Streamie: Node.js + Websockets = Real time Twitter client - netherland
http://thechangelog.com/post/1152112645/streamie-node-js-websockets-twitter-client

======
evilhackerdude
You can fork streamie on github, edit stuff in /public and eventually access
<YourGitHubUsername>.streamie.org without having to deploy it yourself.

Read the author’s blog post about it:
[http://www.nonblocking.io/2010/08/future-is-here-i-just-
fork...](http://www.nonblocking.io/2010/08/future-is-here-i-just-forked-
running.html)

------
joe-mccann
I heard that guy is storing oauth credentials. ;-)

------
Swizec
I tried doing something similar a few months ago.

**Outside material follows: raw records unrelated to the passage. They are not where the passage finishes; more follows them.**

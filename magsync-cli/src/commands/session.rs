//! Shared plumbing for live sessions (tcp, udp)

use anyhow::{Context, Result};
use colored::*;
use magsync_core::{
    records::Record, CancelToken, CaptureWriter, ClassifiedRecord, FrameSynchronizer,
    RecordSink, SyncConfig, SyncStats, Transport,
};
use std::fs::{self, File};
use std::io::{self, BufRead, Stdout, Write};
use std::path::{Path, PathBuf};
use std::thread;
use tracing::{info, warn};

/// Options common to every live session
#[derive(Debug, Clone)]
pub struct SessionOptions {
    /// Capture file; must not already exist
    pub capture: Option<PathBuf>,

    /// Print one summary line per record
    pub verbose: bool,

    /// JSON synchronizer configuration
    pub config: Option<PathBuf>,

    /// Overrides `read_timeout_ms` from the configuration
    pub timeout_ms: Option<u64>,
}

impl Default for SessionOptions {
    fn default() -> Self {
        Self {
            capture: None,
            verbose: true,
            config: None,
            timeout_ms: None,
        }
    }
}

/// Load and validate the synchronizer configuration
pub fn load_config(path: Option<&Path>, timeout_ms: Option<u64>) -> Result<SyncConfig> {
    let mut config = match path {
        Some(path) => {
            let text = fs::read_to_string(path)
                .with_context(|| format!("Failed to read config file: {}", path.display()))?;
            serde_json::from_str(&text)
                .with_context(|| format!("Invalid config file: {}", path.display()))?
        }
        None => SyncConfig::default(),
    };

    if let Some(ms) = timeout_ms {
        config.read_timeout_ms = Some(ms);
    }

    config
        .validate()
        .context("Invalid synchronizer configuration")?;

    Ok(config)
}

/// Cancel on Ctrl-C or when Enter is pressed
pub fn install_cancel_watchers(cancel: &CancelToken) -> Result<()> {
    let on_signal = cancel.clone();
    ctrlc::set_handler(move || on_signal.cancel())
        .context("Failed to install Ctrl-C handler")?;

    let on_enter = cancel.clone();
    thread::Builder::new()
        .name("stdin-watcher".into())
        .spawn(move || {
            let mut line = String::new();
            // EOF (stdin redirected from /dev/null) does not cancel
            if let Ok(n) = io::stdin().lock().read_line(&mut line) {
                if n > 0 {
                    on_enter.cancel();
                }
            }
        })
        .context("Failed to start stdin watcher")?;

    Ok(())
}

/// One console line for a record; `n` counts every record received
pub fn summary_line(n: u64, record: &Record) -> String {
    match record {
        Record::RawBlock(block) => match block.samples.first() {
            Some(s) => format!(
                "{}:RAW:{}:{}:{}:{}:{}:{}",
                n,
                s.mag1_nanotesla(),
                s.mag2_nanotesla(),
                s.analog[0],
                s.analog[1],
                s.analog[2],
                s.analog[3]
            ),
            None => format!("{}:RAW", n),
        },
        Record::Decimated(sample) => format!("{}:DEC:{}:{}", n, sample.index, sample.mag_data),
        Record::Heartbeat(hb) => format!(
            "Status: {}:{}:{}:{}:{}:{}:{}",
            hb.index,
            hb.counter_at_first_pps,
            hb.counter_at_last_pps,
            hb.mfam_status[0],
            hb.mfam_status[1],
            hb.mfam_status[2],
            hb.mfam_status[3]
        ),
    }
}

/// Prints record summaries
pub struct ConsoleSink<W: Write> {
    out: W,
    verbose: bool,
    received: u64,
}

impl<W: Write> ConsoleSink<W> {
    pub fn new(out: W, verbose: bool) -> Self {
        Self {
            out,
            verbose,
            received: 0,
        }
    }

    pub fn into_inner(self) -> W {
        self.out
    }
}

impl<W: Write> RecordSink for ConsoleSink<W> {
    fn accept(&mut self, record: &ClassifiedRecord) -> io::Result<()> {
        self.received += 1;
        if self.verbose {
            writeln!(self.out, "{}", summary_line(self.received, &record.record))?;
        }
        Ok(())
    }

    fn flush(&mut self) -> io::Result<()> {
        self.out.flush()
    }
}

/// Console output plus optional capture file
pub struct SessionSink {
    console: ConsoleSink<Stdout>,
    capture: Option<CaptureWriter<File>>,
}

impl SessionSink {
    /// Create the capture file (if any) before the link is opened
    pub fn open(options: &SessionOptions) -> Result<Self> {
        let capture = match &options.capture {
            Some(path) => {
                let writer = CaptureWriter::create_new(path).with_context(|| {
                    format!(
                        "Failed to create capture file: {} (it must not already exist)",
                        path.display()
                    )
                })?;
                info!("Capturing records to {}", path.display());
                Some(writer)
            }
            None => None,
        };

        Ok(Self {
            console: ConsoleSink::new(io::stdout(), options.verbose),
            capture,
        })
    }

    /// Records written to the capture file
    pub fn captured(&self) -> Option<u64> {
        self.capture.as_ref().map(CaptureWriter::records_written)
    }
}

impl RecordSink for SessionSink {
    fn accept(&mut self, record: &ClassifiedRecord) -> io::Result<()> {
        let captured = match &mut self.capture {
            Some(capture) => capture.accept(record),
            None => Ok(()),
        };
        self.console.accept(record)?;
        captured
    }

    fn flush(&mut self) -> io::Result<()> {
        let captured = match &mut self.capture {
            Some(capture) => capture.flush(),
            None => Ok(()),
        };
        self.console.flush()?;
        captured
    }
}

/// Drive the synchronizer until cancellation or a transport fault
pub fn run_session<T: Transport, S: RecordSink>(
    transport: T,
    config: SyncConfig,
    sink: &mut S,
    cancel: CancelToken,
) -> Result<SyncStats> {
    let mut sync = FrameSynchronizer::with_config(transport, config, cancel)
        .context("Invalid synchronizer configuration")?;

    let outcome = sync.run(sink);
    print_stats(sync.stats());

    match outcome {
        Ok(stats) => {
            info!("Session cancelled");
            Ok(stats)
        }
        Err(e) => {
            warn!("Session ended by transport fault");
            Err(e).context("Link failed")
        }
    }
}

fn print_stats(stats: &SyncStats) {
    println!("\n=== Session Statistics ===");
    println!("Bytes read:        {} bytes", stats.bytes_read);
    println!("Bytes discarded:   {} bytes", stats.bytes_discarded);
    println!(
        "Records:           {} ({} raw, {} decimated, {} heartbeat)",
        stats.records().to_string().green(),
        stats.raw_blocks,
        stats.decimated,
        stats.heartbeats
    );
    println!("Lock-ons:          {}", stats.lock_ons);
    if stats.framing_faults > 0 {
        println!("Framing faults:    {}", stats.framing_faults.to_string().yellow());
    } else {
        println!("Framing faults:    {}", stats.framing_faults);
    }
    if stats.sink_failures > 0 {
        println!("Sink failures:     {}", stats.sink_failures.to_string().red());
    }
}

It's surprisingly difficult :D Kudos on making it work! How did you get around
crashing browsers? I tried displaying the full-ish stream API and the browser
would soon lag behind the real stream and finally die.

------
emarcotte
I saw something sort of similar a few weeks ago from jdub of gnome fame.
<http://www.hellodenby.com/blog/>

------
newsisan
Link: <http://streamie.org/>

------
xtacy
Chromium shows "This page has been blocked from tracking your location." :-|

------
jaekwon
the live server got hacker'd.